Kein Mensch kommt zu großen Vermögen nur durch seine eigene Arbeit. Uwe Knüpfer

Wieder im Rennen

Wie lange muss man pausieren, bevor man nach einer Insolvenz wieder offiziell ran und etwas gründen darf? In Deutschland streitet sich die Politik darüber.

Scheitern gibt es ja nicht, das haben wir nicht zuletzt auch in dieser Kolumne festgestellt. Alles ein Mentalitätsproblem. Wer sich als gescheitert empfindet, der kann auch nicht überzeugend auftreten, könnte man sagen – und würde damit zu kurz greifen. Denn neben dieser, sagen wir, gefühlten, Ebene gibt es eine handfeste, eine juristische. Wenn es in Deutschland mit einer Gründung nicht klappt, dann müssen die geschäftsführenden Gründer in der Folge sechs Jahre pausieren. Vorher ist es ihnen nicht wieder erlaubt, eine Company zu führen. Ist ja kein Problem – dann geht die Kreativität einfach sechs Jahre auf Erholung, Urlaub, langes Sabbatical.

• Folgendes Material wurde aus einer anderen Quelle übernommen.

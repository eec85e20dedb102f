//! Incremental sync: turns a push notification's cursor into new-item
//! deliveries, advancing the account watermark exactly once per batch.

use std::sync::Arc;

use futures_util::stream::{self, StreamExt};

use crate::collaborators::Collaborators;
use crate::error::ServiceError;
use crate::locks::KeyedLocks;
use crate::models::{AccountIntegration, ItemContext, MailItem, PayloadKind};
use crate::reply::{new_item_actions, ReplyStateMachine};
use crate::subscription::SubscriptionManager;

#[derive(Debug, Clone, Default, PartialEq, Eq)]
pub struct AdvanceOutcome {
    /// New items in provider order.
    pub item_ids: Vec<String>,
    /// Whether the watermark is now at (or past) the notification's cursor.
    pub applied: bool,
    pub delivered: usize,
}

pub struct SyncEngine {
    collab: Collaborators,
    subscriptions: Arc<SubscriptionManager>,
    reply: Arc<ReplyStateMachine>,
    account_locks: Arc<KeyedLocks<String>>,
    item_concurrency: usize,
}

impl SyncEngine {
    pub fn new(
        collab: Collaborators,
        subscriptions: Arc<SubscriptionManager>,
        reply: Arc<ReplyStateMachine>,
        item_concurrency: usize,
    ) -> Self {
        Self {
            account_locks: subscriptions.account_locks(),
            collab,
            subscriptions,
            reply,
            item_concurrency: item_concurrency.max(1),
        }
    }

    pub async fn advance(
        &self,
        account_id: &str,
        new_cursor: &str,
    ) -> Result<AdvanceOutcome, ServiceError> {
        let new_cursor = new_cursor.trim();
        if new_cursor.is_empty() {
            return Err(ServiceError::Permanent("notification carried no cursor".into()));
        }

        let _guard = self.account_locks.lock(account_id.to_string()).await;

        let account = self
            .collab
            .db
            .get_integration(account_id)
            .map_err(ServiceError::storage)?
            .ok_or_else(|| ServiceError::NotFound(format!("integration {}", account_id)))?;

        if !account.watch.active {
            tracing::debug!("Ignoring cursor {} for inactive watch {}", new_cursor, account.email);
            return Ok(AdvanceOutcome::default());
        }

        let old_cursor = match account.watch.cursor.clone() {
            Some(cursor) => cursor,
            None => return self.resync(&account, "no stored cursor").await,
        };
        if old_cursor == new_cursor {
            tracing::debug!("Cursor {} already applied for {}", new_cursor, account.email);
            return Ok(AdvanceOutcome {
                applied: true,
                ..AdvanceOutcome::default()
            });
        }

        let changes = match self
            .collab
            .retry
            .run("list_changes_since", || {
                self.collab.provider.list_changes_since(&account, &old_cursor)
            })
            .await
        {
            Ok(changes) => changes,
            Err(ServiceError::CursorExpired(detail)) => {
                return self.resync(&account, &detail).await;
            }
            Err(e) => {
                if e.is_auth() {
                    self.collab.handle_auth_failure(&account, &e).await;
                } else {
                    tracing::warn!(
                        "Change query for {} from cursor {} failed: {}",
                        account.email,
                        old_cursor,
                        e
                    );
                }
                return Err(e);
            }
        };

        // The provider's own latest cursor covers everything just enumerated;
        // an older, late notification then cannot drag the watermark back.
        let watermark = changes
            .latest_cursor
            .clone()
            .unwrap_or_else(|| new_cursor.to_string());
        self.collab
            .db
            .advance_cursor(&account.id, &watermark)
            .map_err(ServiceError::storage)?;

        tracing::info!(
            "Advanced {} from {} to {} ({} new item(s))",
            account.email,
            old_cursor,
            watermark,
            changes.item_ids.len()
        );

        let delivered = self.process_items(&account, &changes.item_ids).await;
        Ok(AdvanceOutcome {
            item_ids: changes.item_ids,
            applied: true,
            delivered,
        })
    }

    /// Cursor missing or too old: start over from a fresh subscription.
    async fn resync(
        &self,
        account: &AccountIntegration,
        reason: &str,
    ) -> Result<AdvanceOutcome, ServiceError> {
        tracing::warn!("Resyncing {} ({})", account.email, reason);
        match self.subscriptions.register_locked(account).await {
            Ok(_) => Ok(AdvanceOutcome {
                applied: true,
                ..AdvanceOutcome::default()
            }),
            Err(e) => {
                if e.is_auth() {
                    self.collab.handle_auth_failure(account, &e).await;
                } else {
                    tracing::error!("Resync for {} failed: {}", account.email, e);
                }
                Err(e)
            }
        }
    }

    /// Fetch and summarize concurrently, then store and deliver in provider
    /// order. Returns how many items reached the chat.
    async fn process_items(&self, account: &AccountIntegration, item_ids: &[String]) -> usize {
        if item_ids.is_empty() {
            return 0;
        }

        let prepared: Vec<(String, Result<(MailItem, String), ServiceError>)> =
            stream::iter(item_ids.iter().cloned())
                .map(|item_id| async move {
                    let result = self.prepare_item(account, &item_id).await;
                    (item_id, result)
                })
                .buffered(self.item_concurrency)
                .collect()
                .await;

        let conversation_id = account.conversation_id;
        let mut delivered = 0;
        let mut auth_error = None;

        for (item_id, result) in prepared {
            let (item, summary) = match result {
                Ok(prepared) => prepared,
                Err(e) => {
                    tracing::warn!("Failed to process item {} for {}: {}", item_id, account.email, e);
                    if e.is_auth() {
                        auth_error = Some(e);
                    } else {
                        self.collab
                            .notify(conversation_id, "⚠️ A new email arrived but could not be summarized.")
                            .await;
                    }
                    continue;
                }
            };

            // Goes through the context locks: an in-flight reply or a pending
            // draft on the same key wins over the fresh summary.
            let context =
                ItemContext::from_item(conversation_id, &item, summary.clone(), PayloadKind::Summary);
            if let Err(e) = self.reply.store_context(&context) {
                tracing::error!("Failed to store context for item {}: {}", item.id, e);
                continue;
            }

            let text = format!(
                "📬 New Email Arrived!\n\nFrom: {}\nSubject: {}\n\nAI Summary:\n{}",
                item.from, item.subject, summary
            );
            match self
                .collab
                .deliver(conversation_id, &text, &new_item_actions(&item.id))
                .await
            {
                Ok(()) => delivered += 1,
                Err(e) => tracing::warn!("Failed to deliver item {}: {}", item.id, e),
            }
        }

        if let Some(e) = auth_error {
            self.collab.handle_auth_failure(account, &e).await;
        }
        delivered
    }

    async fn prepare_item(
        &self,
        account: &AccountIntegration,
        item_id: &str,
    ) -> Result<(MailItem, String), ServiceError> {
        let item = self.collab.fetch_item(account, item_id).await?;
        let summary = self.collab.summarize(&item).await?;
        Ok((item, summary))
    }
}
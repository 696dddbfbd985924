use super::consumer::{ConsumerNode, RootConsumer};
use super::context::TreeInflationContext;
use super::errors::HydrationError;
use super::row::{Row, RowDecoder};
use crate::join_tree::JoinTree;
use crate::mapping::entity::{EntityRef, EntitySet};
use crate::query_builder::QueryMapping;
use std::collections::VecDeque;

/// Turns the flat rows of a join tree select into a deduplicated bean graph.
///
/// The inflater itself is immutable and can serve concurrent loads: all
/// per-load state lives in a [`TreeInflationContext`] created by each call.
pub struct TreeInflater {
    root: RootConsumer,
    consumers: Vec<ConsumerNode>,
    row_decoder: RowDecoder,
}

impl TreeInflater {
    /// Mirror the tree with consumers bound to the query's column aliases.
    /// Fails if `mapping` lacks aliases for one of the tree's nodes.
    pub fn new(tree: &JoinTree, mapping: &QueryMapping) -> Result<Self, HydrationError> {
        let row_decoder = RowDecoder::from_mapping(mapping);
        let root = RootConsumer::build(tree, &row_decoder)?;
        let consumers = ConsumerNode::build_children(tree, tree.root(), &row_decoder)?;
        Ok(Self {
            root,
            consumers,
            row_decoder,
        })
    }

    pub fn row_decoder(&self) -> &RowDecoder {
        &self.row_decoder
    }

    /// Hydrate an in-memory row stream
    pub fn transform<I>(&self, rows: I, expected_size: usize) -> Result<EntitySet, HydrationError>
    where
        I: IntoIterator<Item = Row>,
    {
        self.try_transform(rows.into_iter().map(Ok), expected_size)
    }

    /// Hydrate a fallible row stream, such as a database cursor. The first
    /// error aborts the whole call; no partial result is returned.
    pub fn try_transform<I, E>(&self, rows: I, expected_size: usize) -> Result<EntitySet, E>
    where
        I: IntoIterator<Item = Result<Row, E>>,
        E: From<HydrationError>,
    {
        let mut context = TreeInflationContext::new(&self.row_decoder);
        let mut result = EntitySet::with_capacity(expected_size);
        for row in rows {
            let row = row?;
            context.row_read();
            if let Some(bean) = self.transform_row(&row, &mut context)? {
                result.insert(bean);
            }
        }
        log::debug!(
            "Hydrated {} rows into {} root beans ({} beans, {} relations)",
            context.rows_read(),
            result.len(),
            context.entity_count(),
            context.treated_relation_count()
        );
        Ok(result)
    }

    fn transform_row(
        &self,
        row: &Row,
        context: &mut TreeInflationContext<'_>,
    ) -> Result<Option<EntityRef>, HydrationError> {
        let Some(root_bean) = self.root.consume(row, context)? else {
            return Ok(None);
        };

        // breadth-first: a node's parent bean exists before the node runs
        let mut queue: VecDeque<(&ConsumerNode, EntityRef)> = self
            .consumers
            .iter()
            .map(|consumer| (consumer, root_bean.clone()))
            .collect();
        while let Some((node, current)) = queue.pop_front() {
            if let Some(next) = node.consume(row, current, context)? {
                queue.extend(node.children.iter().map(|child| (child, next.clone())));
            }
        }
        Ok(Some(root_bean))
    }
}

“Wirtschaftsminister Philipp Rösler”: hat sich unter anderem zu dieser Problematik im Gespräch mit dem Start-up-Gründer Philipp Herrmann beim UdL Digital Talk gestritten. Dieses von Cherno Jobatey moderierte Format bringt einmal im Monat einen politischen Akteur mit einem aus der Start-up-Industrie zusammen, und das nun seit mehreren Jahren. Es sind Formate wie diese, die beide Welten aufeinander zu geführt haben.

Und dennoch liegt nach etlichen Diskussionsrunden noch einiges im Argen. Herrmann, der im kalifornischen Stanford seinen Abschluss und sich danach im Silicon Valley einen Namen gemacht hat, geht den Politiker an: In den USA werde man von potenziellen Investoren immer gefragt, wann man das letzte Mal gescheitert sei. Aus dem Scheitern, so die dieser Frage zugrunde liegende Philosophie, lerne man. In Deutschland werde die Nase gerümpft. Das wäre dann wieder die gefühlte, die emotionale Ebene.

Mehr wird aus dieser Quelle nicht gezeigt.